INFORMATION GIVEN:
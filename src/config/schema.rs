//! Configuration schema definitions.
//!
//! All types derive Serde traits for deserialization from config files.

use serde::{Deserialize, Serialize};
use std::time::Duration;

use crate::ledger::types::Commitment;
use crate::resilience::Backoff;

/// Minimum headroom between a token refresh and the token's expiry.
pub const MIN_REFRESH_MARGIN_SECS: u64 = 15;

/// Smallest delay between two token refresh retries.
pub const MIN_RETRY_BASE_DELAY_MS: u64 = 100;

/// Smallest relay or ledger polling interval.
pub const MIN_POLL_INTERVAL_MS: u64 = 1;

/// Root configuration for the relay client.
#[derive(Debug, Clone, Deserialize, Serialize, Default)]
#[serde(default)]
pub struct ClientConfig {
    /// Block-engine relay endpoint.
    pub relay: BlockEngineConfig,

    /// Ledger JSON-RPC endpoint.
    pub ledger: LedgerConfig,

    /// Authentication and token refresh settings.
    pub auth: AuthConfig,

    /// Confirmation polling settings.
    pub confirmation: ConfirmationConfig,

    /// Logging settings.
    pub observability: ObservabilityConfig,
}

/// Block-engine relay configuration.
#[derive(Debug, Clone, Deserialize, Serialize)]
#[serde(default)]
pub struct BlockEngineConfig {
    /// Base URL of the block engine (e.g., "https://mainnet.block-engine.jito.wtf").
    pub url: String,

    /// Optional rate-limit UUID appended as `?uuid=` to every call.
    pub uuid: Option<String>,

    /// Per-request timeout in seconds.
    pub request_timeout_secs: u64,
}

impl Default for BlockEngineConfig {
    fn default() -> Self {
        Self {
            url: "https://mainnet.block-engine.jito.wtf".to_string(),
            uuid: None,
            request_timeout_secs: 10,
        }
    }
}

impl BlockEngineConfig {
    pub fn request_timeout(&self) -> Duration {
        Duration::from_secs(self.request_timeout_secs)
    }
}

/// Ledger JSON-RPC configuration.
#[derive(Debug, Clone, Deserialize, Serialize)]
#[serde(default)]
pub struct LedgerConfig {
    /// JSON-RPC endpoint URL.
    pub rpc_url: String,

    /// Commitment used for blockhash queries.
    pub commitment: Commitment,

    /// Per-request timeout in seconds.
    pub request_timeout_secs: u64,
}

impl Default for LedgerConfig {
    fn default() -> Self {
        Self {
            rpc_url: "https://api.mainnet-beta.solana.com".to_string(),
            commitment: Commitment::Confirmed,
            request_timeout_secs: 10,
        }
    }
}

impl LedgerConfig {
    pub fn request_timeout(&self) -> Duration {
        Duration::from_secs(self.request_timeout_secs)
    }
}

/// Authentication configuration.
#[derive(Debug, Clone, Deserialize, Serialize)]
#[serde(default)]
pub struct AuthConfig {
    /// Seconds before expiry at which the access token is refreshed.
    pub refresh_margin_secs: u64,

    /// Base delay for refresh retry backoff in milliseconds.
    pub retry_base_delay_ms: u64,

    /// Maximum delay for refresh retry backoff in milliseconds.
    pub retry_max_delay_ms: u64,

    /// Path to a solana-keygen JSON keypair used to sign challenges.
    pub keypair_path: Option<String>,
}

impl Default for AuthConfig {
    fn default() -> Self {
        Self {
            refresh_margin_secs: MIN_REFRESH_MARGIN_SECS,
            retry_base_delay_ms: 500,
            retry_max_delay_ms: 10_000,
            keypair_path: None,
        }
    }
}

impl AuthConfig {
    /// Refresh headroom, never below [`MIN_REFRESH_MARGIN_SECS`].
    pub fn refresh_margin(&self) -> Duration {
        Duration::from_secs(self.refresh_margin_secs.max(MIN_REFRESH_MARGIN_SECS))
    }

    /// Retry backoff, with the base delay floored at [`MIN_RETRY_BASE_DELAY_MS`].
    pub fn backoff(&self) -> Backoff {
        Backoff::from_millis(
            self.retry_base_delay_ms.max(MIN_RETRY_BASE_DELAY_MS),
            self.retry_max_delay_ms,
        )
    }
}

/// Confirmation polling configuration.
#[derive(Debug, Clone, Deserialize, Serialize)]
#[serde(default)]
pub struct ConfirmationConfig {
    /// Interval between `getInflightBundleStatuses` polls in milliseconds.
    pub relay_poll_interval_ms: u64,

    /// Interval between `getSignatureStatuses` polls in milliseconds.
    pub ledger_poll_interval_ms: u64,

    /// Default deadline for a submit-and-confirm call in seconds.
    pub deadline_secs: u64,

    /// Confirmation level every bundle signature must reach.
    pub required_commitment: Commitment,
}

impl Default for ConfirmationConfig {
    fn default() -> Self {
        Self {
            relay_poll_interval_ms: 5_000,
            ledger_poll_interval_ms: 1_000,
            deadline_secs: 30,
            required_commitment: Commitment::Confirmed,
        }
    }
}

impl ConfirmationConfig {
    pub fn relay_poll_interval(&self) -> Duration {
        Duration::from_millis(self.relay_poll_interval_ms.max(MIN_POLL_INTERVAL_MS))
    }

    pub fn ledger_poll_interval(&self) -> Duration {
        Duration::from_millis(self.ledger_poll_interval_ms.max(MIN_POLL_INTERVAL_MS))
    }

    pub fn deadline(&self) -> Duration {
        Duration::from_secs(self.deadline_secs)
    }
}

/// Observability configuration.
#[derive(Debug, Clone, Deserialize, Serialize)]
#[serde(default)]
pub struct ObservabilityConfig {
    /// Log level (trace, debug, info, warn, error).
    pub log_level: String,

    /// Emit JSON lines instead of human-readable output.
    pub json_logs: bool,
}

impl Default for ObservabilityConfig {
    fn default() -> Self {
        Self {
            log_level: "info".to_string(),
            json_logs: false,
        }
    }
}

WHAT TO WORK ON: Note every line of the records that holds the word "types", and copy it.

YOUR RESPONSE:
//! All types derive Serde traits for deserialization from config files.
use crate::ledger::types::Commitment;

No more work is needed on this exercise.